* _Task requirements_:
The required output is a number: how many lines of the data below include the string "MessageKind".

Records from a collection
▼

use tokio::io::{AsyncRead, AsyncReadExt, AsyncWrite, AsyncWriteExt};

use crate::error::ChatError;
use crate::protocol::Message;

/// Read exactly one length-prefixed JSON frame from `reader`.
///
/// Returns `Ok(None)` on a clean end-of-stream (no bytes at all were read for the next
/// frame's header) and `Err` if the stream closes mid-frame (a truncated length header or a
/// truncated body), since that is a protocol violation rather than an orderly close.
pub async fn read_frame<R: AsyncRead + Unpin>(
    reader: &mut R,
    max_frame_size: u32,
) -> Result<Option<Message>, ChatError> {
    let mut len_buf = [0u8; 4];
    match reader.read_exact(&mut len_buf).await {
        Ok(_) => {}
        Err(e) if e.kind() == std::io::ErrorKind::UnexpectedEof => return Ok(None),
        Err(e) => return Err(ChatError::Io(e)),
    }
    let len = u32::from_be_bytes(len_buf);
    if len > max_frame_size {
        return Err(ChatError::FrameTooLarge {
            size: len,
            max: max_frame_size,
        });
    }

    let mut body = vec![0u8; len as usize];
    reader.read_exact(&mut body).await.map_err(|e| {
        if e.kind() == std::io::ErrorKind::UnexpectedEof {
            ChatError::Protocol("connection closed mid-frame".to_string())
        } else {
            ChatError::Io(e)
        }
    })?;

    let message: Message = serde_json::from_slice(&body)
        .map_err(|e| ChatError::Protocol(format!("invalid frame body: {e}")))?;
    Ok(Some(message))
}

/// Encode `message` and write header+body to `writer` as a single atomic frame.
pub async fn write_frame<W: AsyncWrite + Unpin>(
    writer: &mut W,
    message: &Message,
) -> Result<(), ChatError> {
    let body = serde_json::to_vec(message)
        .map_err(|e| ChatError::Protocol(format!("failed to encode frame: {e}")))?;
    let len = u32::try_from(body.len())
        .map_err(|_| ChatError::Protocol("frame body too large to encode".to_string()))?;

    let mut buf = Vec::with_capacity(4 + body.len());
    buf.extend_from_slice(&len.to_be_bytes());
    buf.extend_from_slice(&body);
    writer.write_all(&buf).await.map_err(ChatError::Io)?;
    writer.flush().await.map_err(ChatError::Io)?;
    Ok(())
}

#[cfg(test)]
mod tests {
    use super::*;
    use crate::protocol::{MessageKind, Priority};

    #[tokio::test]
    async fn round_trips_a_message_field_for_field() {
        let message = Message::new(
            MessageKind::TextMessage,
            serde_json::json!({"text": "hello"}),
            Priority::Normal,
        )
        .with_room("room-1");

        let mut buf = Vec::new();
        write_frame(&mut buf, &message).await.unwrap();

        let mut cursor = std::io::Cursor::new(buf);
        let decoded = read_frame(&mut cursor, 16 * 1024 * 1024)
            .await
            .unwrap()
            .unwrap();

        assert_eq!(decoded.kind_str, message.kind_str);
        assert_eq!(decoded.data, message.data);
        assert_eq!(decoded.priority, message.priority);
        assert_eq!(decoded.room_id, message.room_id);
    }

    #[tokio::test]
    async fn clean_eof_before_any_header_byte_is_not_an_error() {
        let mut cursor = std::io::Cursor::new(Vec::<u8>::new());
        let result = read_frame(&mut cursor, 1024).await.unwrap();
        assert!(result.is_none());
    }

    #[tokio::test]
    async fn truncated_body_is_a_protocol_error() {
        let len: u32 = 10;
        let mut buf = len.to_be_bytes().to_vec();
        buf.extend_from_slice(b"short");
        let mut cursor = std::io::Cursor::new(buf);
        let result = read_frame(&mut cursor, 1024).await;
        assert!(result.is_err());
    }

    #[tokio::test]
    async fn oversized_frame_is_rejected_before_allocating_the_body() {
        let len: u32 = 100;
        let buf = len.to_be_bytes().to_vec();
        let mut cursor = std::io::Cursor::new(buf);
        let result = read_frame(&mut cursor, 10).await;
        assert!(matches!(result, Err(ChatError::FrameTooLarge { .. })));
    }
}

▲

* _Answer area_:
2